但簡單、好玩，似乎這正是對抗的樂趣。之前從未想過，居然還能把指令碼黑科技，用在網路防禦上。

於是，又陸陸續續對抗了一段時間。

直到興致淡卻，懶得再頻繁升級了，於是換上一個更復雜的指令碼。其中打包了大量的演算法庫，光是程式碼，就能嚇退一些密集恐懼症者。

此外，還暗藏了一些自檢功能，干擾指令碼的分析破解。

這時，要把指令碼邏輯移植出來，就格外困難了。

這迫使攻擊者，不得不用另一種方式。。。

對抗 v3

為何要破解指令碼，為何要了解其中的細節？直接讓攻擊器執行指令碼，不就可以了！

之前擔心的，還是發生了。升級後的攻擊器，居然會彈網頁了，看起來和正常使用者一樣。。。

黑盒攻擊！加密混淆那些都沒用了，只能尋找一些破綻。開始收集區分“真網頁”和“內嵌網頁”的黑魔法。

例如，有些攻擊者為了隱蔽，把網頁彈在螢幕之外。因此，分析頁面 screenLeft、screenTop 就可以識破。

例如，內嵌網頁的尺寸是鎖定的。而彈出的網頁，沒準能調整大小，可以改變一兩個畫素試試。

…..

於是，光座標尺寸，就扛了一陣子。

---

事實上，大多攻擊者都不注重細節。所以，破綻還是不少的。

不過，發現破綻後怎麼處理？直接在前端中止嗎？當然不是，這樣太明顯。

即使識破，仍會傳送請求，仍能進白名單。只是，請求裡悄悄做了標記，暗示這是一個可疑使用者 —— 最終白名單的有效時間，比正常短得多。

這樣，就把測試效果延後了，增加破解時間。

---

同時，升級了防火牆策略，增加了“黑名單”機制。黑名單的 IP，是永遠不能變白的。

因此，某些使用者的可疑值積累到一定程度，就直接拉黑了。

隨著防火牆裝機量增加，將黑名單進行了共享，避免了不少重複分析。

對抗 v4

前端的祕密，早晚會被發現的。

最後，逼迫攻擊器也採用了“內嵌網頁”！之前的黑魔法，又紛紛失效了。。。

然而，破綻總還是有的。

很多攻擊器，程式介面是隱藏的。這，會導致一些渲染上的差異。

例如，Flash 就有這麼個機制：當介面不可見時，幀率會降到 2 fps，以節省開銷。
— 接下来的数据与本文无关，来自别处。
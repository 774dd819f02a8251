//! Lookup backend that shells out to `curl`.

use std::path::{Path, PathBuf};
use std::time::Duration;

use tokio::process::Command;

use super::{AddressLookup, LookupError};
use crate::config::defaults;
use crate::network::AddressFamily;

/// Runs `curl -s -4|-6 --max-time <secs> <url>` and returns its output.
///
/// Standard output and standard error are returned together, in that
/// order, and the exit status is ignored. The child is killed if the
/// returned future is dropped, so an outer timeout never leaks processes.
#[derive(Debug, Clone)]
pub struct CommandLookup {
    program: PathBuf,
    url: url::Url,
    timeout: Duration,
}

impl CommandLookup {
    /// Creates a lookup running `program` against `url`.
    #[must_use]
    pub fn new(program: impl Into<PathBuf>, url: url::Url) -> Self {
        Self {
            program: program.into(),
            url,
            timeout: defaults::lookup_timeout(),
        }
    }

    /// Sets the time limit passed to the tool.
    #[must_use]
    pub const fn with_timeout(mut self, timeout: Duration) -> Self {
        self.timeout = timeout;
        self
    }

    /// Returns the program path.
    #[must_use]
    pub fn program(&self) -> &Path {
        &self.program
    }

    /// Returns the arguments passed for `family`.
    #[must_use]
    pub fn args(&self, family: AddressFamily) -> Vec<String> {
        let family_flag = match family {
            AddressFamily::V4 => "-4",
            AddressFamily::V6 => "-6",
        };

        vec![
            "-s".to_string(),
            family_flag.to_string(),
            "--max-time".to_string(),
            self.timeout.as_secs().max(1).to_string(),
            self.url.to_string(),
        ]
    }
}

impl AddressLookup for CommandLookup {
    async fn lookup(&self, family: AddressFamily) -> Result<String, LookupError> {
        let output = Command::new(&self.program)
            .args(self.args(family))
            .kill_on_drop(true)
            .output()
            .await
            .map_err(|source| LookupError::Spawn {
                program: self.program.display().to_string(),
                source,
            })?;

        tracing::debug!(
            "{} lookup via {} exited with {}",
            family,
            self.program.display(),
            output.status
        );

        let mut combined = output.stdout;
        combined.extend_from_slice(&output.stderr);
        Ok(String::from_utf8_lossy(&combined).into_owned())
    }
}
//! Configuration layer for `ShowNet`.
//!
//! This module provides:
//! - CLI argument parsing ([`Cli`], [`Command`])
//! - TOML configuration file parsing ([`TomlConfig`])
//! - Validated configuration ([`ValidatedConfig`])
//! - Configuration file generation ([`write_default_config`])
//! - Default values ([`defaults`])
//!
//! # Priority
//!
//! Configuration values are resolved with the following priority (highest to lowest):
//!
//! 1. **Explicit CLI arguments** - Values explicitly passed via command line
//! 2. **TOML config file** - Values from the configuration file
//! 3. **Built-in defaults** - Hardcoded default values
//!
//! Every option has a default, so running without any configuration
//! reproduces the stock behavior: `/sbin/ifconfig` for the listing and
//! `curl` against `https://ifconfig.me` with a 5 second limit.
//!
//! `--once` and `--json` are CLI-only; they describe how this run
//! presents its output rather than what it inspects.

mod cli;
pub mod defaults;
mod error;
mod toml;
mod validated;


pub use cli::{BackendArg, Cli, Command};
pub use error::ConfigError;
pub use toml::{TomlConfig, default_config_template};
pub use validated::{LookupBackend, ValidatedConfig, write_default_config};
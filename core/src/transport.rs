//! The seam between the client and the network.
//!
//! # Design
//! A `Transport` executes exactly one `HttpRequest` and reports either the
//! response (whatever its status) or a failure to get one. Status codes are
//! never treated as transport errors; the dispatcher classifies them.
//!
//! Any async closure `Fn(HttpRequest) -> impl Future<Output = Result<..>>`
//! is a transport, so tests inject a closure instead of a server.
//! `UreqTransport` is the ready-made network implementation.

use std::future::Future;

use thiserror::Error;

use crate::http::{HttpMethod, HttpRequest, HttpResponse};

/// Failure to obtain any response at all.
#[derive(Debug, Error)]
#[error("{message}")]
pub struct TransportError {
    message: String,
    #[source]
    source: Option<Box<dyn std::error::Error + Send + Sync + 'static>>,
}

impl TransportError {
    pub fn new(message: impl Into<String>) -> Self {
        Self {
            message: message.into(),
            source: None,
        }
    }

    pub fn with_source(
        message: impl Into<String>,
        source: impl std::error::Error + Send + Sync + 'static,
    ) -> Self {
        Self {
            message: message.into(),
            source: Some(Box::new(source)),
        }
    }
}

impl From<ureq::Error> for TransportError {
    fn from(err: ureq::Error) -> Self {
        TransportError::with_source("HTTP request failed", err)
    }
}

/// Executes HTTP requests on behalf of `NutripatrolClient`.
pub trait Transport: Send + Sync {
    fn send(
        &self,
        request: HttpRequest,
    ) -> impl Future<Output = Result<HttpResponse, TransportError>> + Send;
}

impl<F, Fut> Transport for F
where
    F: Fn(HttpRequest) -> Fut + Send + Sync,
    Fut: Future<Output = Result<HttpResponse, TransportError>> + Send,
{
    fn send(
        &self,
        request: HttpRequest,
    ) -> impl Future<Output = Result<HttpResponse, TransportError>> + Send {
        self(request)
    }
}

/// Transport backed by a blocking `ureq` agent.
///
/// Each request runs on tokio's blocking pool, so this must be used from
/// within a tokio runtime. 4xx/5xx responses come back as data.
#[derive(Debug, Clone)]
pub struct UreqTransport {
    agent: ureq::Agent,
}

impl UreqTransport {
    pub fn new() -> Self {
        let agent = ureq::Agent::config_builder()
            .http_status_as_error(false)
            .build()
            .new_agent();
        Self { agent }
    }
}

impl Default for UreqTransport {
    fn default() -> Self {
        Self::new()
    }
}

impl Transport for UreqTransport {
    fn send(
        &self,
        request: HttpRequest,
    ) -> impl Future<Output = Result<HttpResponse, TransportError>> + Send {
        let agent = self.agent.clone();
        async move {
            tokio::task::spawn_blocking(move || execute(&agent, request))
                .await
                .map_err(|e| TransportError::with_source("blocking request task failed", e))?
        }
    }
}

fn execute(agent: &ureq::Agent, req: HttpRequest) -> Result<HttpResponse, TransportError> {
    let body = req.body.unwrap_or_default();

    let mut response = match req.method {
        HttpMethod::Get => decorate(agent.get(&req.url), &req.query, &req.headers).call(),
        HttpMethod::Delete => decorate(agent.delete(&req.url), &req.query, &req.headers).call(),
        HttpMethod::Post => {
            decorate(agent.post(&req.url), &req.query, &req.headers).send(body.as_bytes())
        }
        HttpMethod::Put => {
            decorate(agent.put(&req.url), &req.query, &req.headers).send(body.as_bytes())
        }
    }?;

    let status = response.status().as_u16();
    let headers = response
        .headers()
        .iter()
        .filter_map(|(name, value)| {
            value
                .to_str()
                .ok()
                .map(|value| (name.as_str().to_string(), value.to_string()))
        })
        .collect();
    let body = response.body_mut().read_to_string()?;

    Ok(HttpResponse {
        status,
        headers,
        body,
    })
}

fn decorate<B>(
    mut builder: ureq::RequestBuilder<B>,
    query: &[(String, String)],
    headers: &[(String, String)],
) -> ureq::RequestBuilder<B> {
    for (key, value) in query {
        builder = builder.query(key, value);
    }
    for (key, value) in headers {
        builder = builder.header(key, value);
    }
    builder
}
例如，複雜的 JS 動畫特效，原本跑的並不流暢。但介面擋住後，就能毫無壓力的執行。

…..

當然，這些只能用來參考，並非一定正確。

同時，對防火牆的策略也進行了調整：只有當機器壓力大時，才開啟攔截。儘量降低被“黑科技”誤傷的可能。

就這樣，修修補補又一年。

對抗 v5

Chrome 瀏覽器流行後，極大激發了人們研究前端的熱情。同時，指令碼除錯也變得更容易了。
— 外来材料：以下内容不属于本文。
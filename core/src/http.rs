//! HTTP request and response values exchanged with the transport.
//!
//! # Design
//! The client never touches sockets itself. It describes each call as an
//! `HttpRequest`, hands it to the injected transport, and classifies the
//! `HttpResponse` that comes back. Keeping both sides as plain owned data
//! lets tests fake the whole network with a closure.

use std::fmt;

/// HTTP method for a request.
#[derive(Debug, Clone, Copy, PartialEq, Eq)]
pub enum HttpMethod {
    Get,
    Post,
    Put,
    Delete,
}

impl HttpMethod {
    pub fn as_str(self) -> &'static str {
        match self {
            HttpMethod::Get => "GET",
            HttpMethod::Post => "POST",
            HttpMethod::Put => "PUT",
            HttpMethod::Delete => "DELETE",
        }
    }
}

impl fmt::Display for HttpMethod {
    fn fmt(&self, f: &mut fmt::Formatter<'_>) -> fmt::Result {
        f.write_str(self.as_str())
    }
}

/// An HTTP request described as plain data.
///
/// `url` is absolute and carries no query string; `query` holds the
/// unencoded pairs so the transport can encode them its own way.
#[derive(Debug, Clone, PartialEq)]
pub struct HttpRequest {
    pub method: HttpMethod,
    pub url: String,
    pub query: Vec<(String, String)>,
    pub headers: Vec<(String, String)>,
    pub body: Option<String>,
}

impl HttpRequest {
    /// Case-insensitive header lookup.
    pub fn header(&self, name: &str) -> Option<&str> {
        self.headers
            .iter()
            .find(|(key, _)| key.eq_ignore_ascii_case(name))
            .map(|(_, value)| value.as_str())
    }
}

/// An HTTP response described as plain data.
#[derive(Debug, Clone, PartialEq, Eq)]
pub struct HttpResponse {
    pub status: u16,
    pub headers: Vec<(String, String)>,
    pub body: String,
}

impl HttpResponse {
    pub fn new(status: u16, body: impl Into<String>) -> Self {
        Self {
            status,
            headers: Vec::new(),
            body: body.into(),
        }
    }

    pub fn is_success(&self) -> bool {
        (200..300).contains(&self.status)
    }
}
為了不喪失最後的優勢，決定“反其道而行之” —— 將指令碼的部分邏輯，換成了 VBScript，迫使停留在 IE 上。

同時還將一些功能，做到了 Flash 裡。

整個流程，需要 JS、VBS、Flash、iframe 等互動才能完成，大幅增加了除錯複雜度。

對抗 v6

在對抗窘迫時，甚至還嘗試了一些下策。例如，彈出一個對話方塊：

alert('歡迎光臨 XXX')

1	alert('歡迎光臨 XXX')

只有點了確定，才能繼續執行。於是，一些假人就卡死在了這裡。

當然，攻擊者很快做出回應 —— 遮蔽了對話方塊。

這是如何知道的呢？因為每次對話方塊，都記錄了停頓時間：

t = time() alert(...) t = time() - t

1 2 3

t = time() alert(...) t = time() - t

然而這其中，居然有 0ms 的！！！

最終，將過短的時間都 XXX

對抗 v7

一段時候後，攻擊者也摸索出了規律，不直接遮蔽了。

先讓它彈出來，延時幾秒，再傳送Enter鍵去關閉。。。反正我都想到了，人家也想得到。

後來，還嘗試彈出兩個、三個、隨機個對話方塊，而對方也許只會點一次。

當然，這都是臨時的搞笑方案。

。。。

最後，迫不得己，不再使用系統對話方塊。而是用 HTML 畫一個，並且只能通過滑鼠點選關閉。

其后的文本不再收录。